By Emilie Bouvier
Yesterday evening in the waning heat of the day, I pulled through bundles of now-finally-clean-laundry to set aside assembled outfits. I quickly dug out my international outlet converter I haven’t used in five years, a couple books for the plane, my hiking boots from the back of the closet, and then stopped. I suddenly noticed how little was in my piles. I had only packed the basics.
Yet my deeper curiosity is about the stirring unrest in Luther’s day.
I’ll confess, I haven’t been preparing well for this Reformation 500 trip to Germany next week. I know the deep significance of this opportunity to be present in such historic, sacred places at such a pivotal moment in time – but it didn’t feel real until now.

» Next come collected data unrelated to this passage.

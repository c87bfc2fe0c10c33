//! Small generic widgets styled by the app stylesheet in `lib.rs`.

#![allow(non_snake_case)]

use dioxus::prelude::*;

/// A dark card grouping one section of the dashboard.
#[component]
pub fn Panel(children: Element) -> Element {
    rsx! { section { class: "panel", {children} } }
}

/// The small letter-spaced caption above each section.
#[component]
pub fn SectionLabel(text: String) -> Element {
    rsx! { div { class: "section-label", "{text}" } }
}

#[derive(Props, PartialEq, Clone)]
pub struct ButtonProps {
    children: Element,
    #[props(optional)]
    on_click: Option<EventHandler<MouseEvent>>,
    #[props(default = false)]
    disabled: bool,
}

/// The primary action button. Disabled while a scan is in flight.
pub fn Button(props: ButtonProps) -> Element {
    rsx! {
        button {
            class: "scan-button",
            disabled: props.disabled,
            onclick: move |evt| {
                if let Some(handler) = &props.on_click {
                    handler.call(evt);
                }
            },
            {props.children}
        }
    }
}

I’m packing light because I don’t know what to expect. (What was the weather going to be like?) Rather than meticulously preparing (as I know I have a propensity to do), I’m stepping lightly into the holy moments that I know I can’t fully anticipate.
ADMITTEDLY, MY THOUGHTS have been scattered and filled with big wonderings this week. I don’t know if it’s the national debate on healthcare under a Trump administration, the upcoming rally in Nebraska reminding me that the Keystone fight is not over, or the painful layers of the Justine Damond shooting. Likely it’s a combination of all those things that feel so heavy, causing me to reflect a great deal this week on this current moment we’re living in – a time characterized by fractures and emerging social movements.
And now I’m stepping away from this week to get on a plane to Germany. My biggest wondering setting foot on this pilgrimage through history and tradition concerns the questions we face as a church today: ever-reformed, ever-reforming. Where do we stand in movements of change, in moments of rupture around the powers that take life instead of give it?
Don’t get me wrong, I’m absolutely curious to learn more of the stories surrounding Luther’s life, see his childhood home, appreciate the music and art that marked the start of Lutheranism. Yet my deeper curiosity is about the stirring unrest in Luther’s day. I want to know more about how he navigated the pain of dissonance and failure in the harmful systems that needed to change but didn’t come apart without loss.
I want to place myself more inside an understanding of the social fabric of Luther’s day. I want to better see the structural harm embedded in the institutions of that age and how the faithful sought to find a new way.
I want to know more about how Luther navigated the pain of dissonance and failure in the harmful systems that needed to change but didn’t come apart without loss.
So I’ll toss in a notebook on top of the packing pile, and hop on the plane in t-minus 48 hours. I know many church folks are making this trek this year, and many have already. I’ve loved perusing the blog posts from the young clergy in our synod and learning from their experiences earlier this summer. (See https://reformingforward.wordpress.com/).
The reflections we share and questions we raise together – both in our time at home and time away – are so important. May these voyages we take, whether afar or within our own communities, Reformation-year related or otherwise, stir new wonderings, inform us, and reconnect us.